India’s foreign exchange reserves fell to over a two-year low in the week ending October 14 as the Reserve Bank of India defended the rupee from sharp declines against a surging dollar.
In the week ending October 14, the country’s FX reserves fell $4.5 billion to $528.367 billion, from $532.868 billion in the week prior when they surprisingly rose $0.2 billion, according to the weekly statistical supplement data from the RBI.
Forex reserves have nosedived over $100 billion since Russia invaded Ukraine late in February, with the country’s import cover down nearly $114 billion from its peak late in October last year.
India’s forex reserves have fallen in 27 of the 34 weeks since late February.
The war on the edge of Europe has driven inflation higher. The resultant aggressive rate hikes by the US Federal Reserve pushed investors to abandon risky assets and shelter in dollar-denominated assets.
That safe-haven flows out of emerging economies has hurt the rupee, with the domestic currency down nearly 12 per cent this year and down from about 73 per dollar at the start of the year to well past 83 this week.

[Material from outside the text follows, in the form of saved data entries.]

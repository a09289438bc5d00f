//! The matching engine.
//!
//! A run is a pure function over rows, a term set, and a validated config:
//! no state survives between calls. Every token × candidate pair is
//! evaluated independently; there is no first-match-wins shortcut, so the
//! comparison count per row is always `tokens * candidates`.

use tracing::{debug, info};

use dex_model::{DexError, MatchConfig, MatchRecord, Result, TermIdentity};

use crate::distance::distance;
use crate::similarity::similarity;
use crate::terms::{TermOrigin, TermSet};

/// Matches from a single row.
#[derive(Debug, Clone, Default)]
pub struct RowMatches {
    pub records: Vec<MatchRecord>,
    /// Token × candidate pairs evaluated for this row.
    pub comparisons: u64,
}

/// The ordered output of a full run.
#[derive(Debug, Clone, Default)]
pub struct MatchRun {
    /// Records in row order, then term order, then token order.
    pub records: Vec<MatchRecord>,
    pub rows: usize,
    pub comparisons: u64,
}

/// Fuzzy matcher over a shared, read-only term set.
pub struct MatchEngine<'a> {
    config: MatchConfig,
    terms: &'a TermSet,
}

impl<'a> MatchEngine<'a> {
    pub fn new(config: MatchConfig, terms: &'a TermSet) -> Self {
        Self { config, terms }
    }

    /// Match every row, preserving row order in the output.
    pub fn run(&self, rows: &[Vec<String>]) -> Result<MatchRun> {
        let mut run = MatchRun {
            rows: rows.len(),
            ..MatchRun::default()
        };
        for (index, row) in rows.iter().enumerate() {
            let matched = self.match_row(index, row)?;
            run.comparisons += matched.comparisons;
            run.records.extend(matched.records);
        }
        info!(
            rows = run.rows,
            terms = self.terms.len(),
            comparisons = run.comparisons,
            matches = run.records.len(),
            "matching complete"
        );
        Ok(run)
    }

    /// Match a single row.
    ///
    /// `row_index` is the 0-based data row position, used for error
    /// reporting only. Empty target text yields zero tokens and zero
    /// records; a missing column position is an error, not an empty match.
    pub fn match_row(&self, row_index: usize, row: &[String]) -> Result<RowMatches> {
        let id = field(row, row_index, self.config.id_column)?;
        let text = field(row, row_index, self.config.target_column)?;

        let tokens: Vec<Token> = text
            .split_whitespace()
            .map(Token::normalize)
            .collect();
        let mut matched = RowMatches::default();
        for term in self.terms {
            let term_len = term.text.chars().count();
            for token in &tokens {
                matched.comparisons += 1;
                let edits = distance(&token.text, &term.text);
                let score = similarity(edits, token.len, term_len);
                if !self.config.acceptance.accepts(edits, score) {
                    continue;
                }
                matched.records.push(MatchRecord {
                    record_id: id.to_string(),
                    edits,
                    similarity: score,
                    matched_term: token.text.clone(),
                    term: match &term.origin {
                        TermOrigin::Plain => TermIdentity::Plain {
                            search_term: term.text.clone(),
                        },
                        TermOrigin::Vocabulary { rx_id, class_id } => TermIdentity::Vocabulary {
                            drug_name: term.text.clone(),
                            rx_id: rx_id.clone(),
                            class_id: class_id.clone(),
                        },
                    },
                });
            }
        }
        debug!(
            row = row_index,
            tokens = tokens.len(),
            matches = matched.records.len(),
            "row matched"
        );
        Ok(matched)
    }
}

struct Token {
    text: String,
    len: usize,
}

impl Token {
    fn normalize(raw: &str) -> Self {
        let text = raw.trim().to_uppercase();
        let len = text.chars().count();
        Self { text, len }
    }
}

fn field<'r>(row: &'r [String], row_index: usize, column: usize) -> Result<&'r str> {
    row.get(column)
        .map(String::as_str)
        .ok_or(DexError::IndexOutOfRange {
            row: row_index,
            index: column,
            width: row.len(),
        })
}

The US Federal Reserve’s aggressive rate hike path, growing current and trade account deficits domestically, and foreign investors continuing to sell risky assets on a global recession concerns are a few of the problems the rupee is facing.
The RBI has been intervening in both the spot and future markets to shield the rupee from steep declines.
The rupee ended flat on Friday against the king dollar, even as Treasury yields rose as the Indian central bank stepped in and limited any sharp losses after the currency crashed to a new all-time low in the previous session.
“The rupee was in a range of 82.60 to 82.90 per dollar after it opened weaker on higher US yields. But the RBI was active the entire day ensuring it does not suffer any further weakness. The US 10 year yields have been over 4.25 per cent – a 14-year high – keeping the dollar well bid against most Asian currencies, which have been weaker to the greenback,” said Anil Kumar Bhansali, Head of Treasury at Finrex Treasury Advisors.
Recent trend and the rupee’s fall to a new record low of 83.29 to the dollar this week suggest more erosion in the country’s FX war chest as the RBI is expected to step in and sell dollars to limit any damage to the domestic currency.